The equatorial current, crossing the ocean with the trade-winds, enters the Caribbean Sea, and, passing between Cuba and Yucatan into the Gulf of Mexico, flows out through the Strait of Florida. Ships from the east following this current are led in the path of favorable winds, both going and returning.

The Pacific trade-winds and equatorial current are equally favorable to the outward and homeward bound voyager. The skillful navigator shapes his course north of the equatorial current when returning from China to San Francisco or Panama.

The Humboldt and Mexican currents aid the coastwise trade. Thus, by the converging winds and currents, this great intertropical sea seems to be designated by nature as the future commercial center of the world.

The two American seas have been styled by Lieut. Maury as the heart of the continent. Its two compartments have been compared to the auricle and ventricle of the human heart, through which, in regular pulsations, by unceasing systole and dyastole, the ocean currents find constant entrance and exit, and circulate through all the world-arteries their vivifying influence.

Pursuing the analogy, the two continents, from their general shape and the alimentary part they perform, may not inaptly be compared to the lungs, which convert the blood of commerce into the nutrient and productive elements which contribute to the health and growth of the nationalities of two continents.

The rivers having their natural outlet in the Caribbean Sea and the Gulf of Mexico, bring into commercial union two regions producing all the commodities of the globe. The rivers of North America bear to the Gulf the successive harvests of the temperate zone, and receive in return the fruits, woods, dyes, drugs, spices, coffee, cotton, and tobacco of intertropical America.

No part of the globe combines so many natural advantages as are found united around this body of water. Its shores present every advantage of soil, climate, vegetation, and convenient harbors likely to attract an enterprising and commercial people. The table lands of Mexico, Yucatan, Guatemala, Honduras, and Columbia afford the most salubrious climate, scenery of the rarest beauty and sublimity, equable temperature, and an endless succession of fruits and harvests. Mountains of perpetual snow look down on plains of unceasing verdure. All that is requisite for the support of life grows spontaneously.

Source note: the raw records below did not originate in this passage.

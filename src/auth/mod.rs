//! # Gatehouse Auth Module
//!
//! Authentication and session management: password login with an optional
//! TOTP second factor, stateless signed tokens with a revocation blacklist,
//! and federated sign-in through GitHub and Google.

pub mod crypto;
pub mod ephemeral;
pub mod errors;
pub mod login;
pub mod oauth;
pub mod tokens;
pub mod two_factor;
pub mod user;

pub use ephemeral::{EphemeralStore, InMemoryEphemeralStore};
pub use errors::{AuthError, AuthResult, ErrorResponse};
pub use login::{AuthenticatedSession, LoginFlow, LoginOutcome};
pub use oauth::{FederatedProvisioner, Provider, ProviderGateway, ProviderIdentity, ProviderSettings};
pub use tokens::{TokenClaims, TokenEngine, TokenKind};
pub use two_factor::{PendingSetup, TotpConfig, TwoFactorEngine};
pub use user::{InMemoryUserStore, NewUser, User, UserProfile, UserStore};
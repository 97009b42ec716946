//! gatehouse - A strict, explicit authentication and session core
//!
//! Password login with an optional TOTP second factor, signed session
//! tokens with revocation, federated sign-in, and the REST surface that
//! exposes them.

pub mod auth;
pub mod config;
pub mod http_server;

The descriptions of Humboldt represent the table lands as suitable to the highest development of the race. One wonders that the tide of immigration, guided by the rational instinct for superior advantages, has not filled every bay and estuary and overspread the plains; or, sweeping down from the north, the Anglo-Americans have not taken possession, as the hardy races of the North of Europe overran the degenerate mixture of nations which overspread the northern shores of the Mediterranean.

Those portions of the world which possess the finest climate, whose soil returns the largest yield from the least amount of labor, are held by degenerate and effete representatives of a moribund civilization.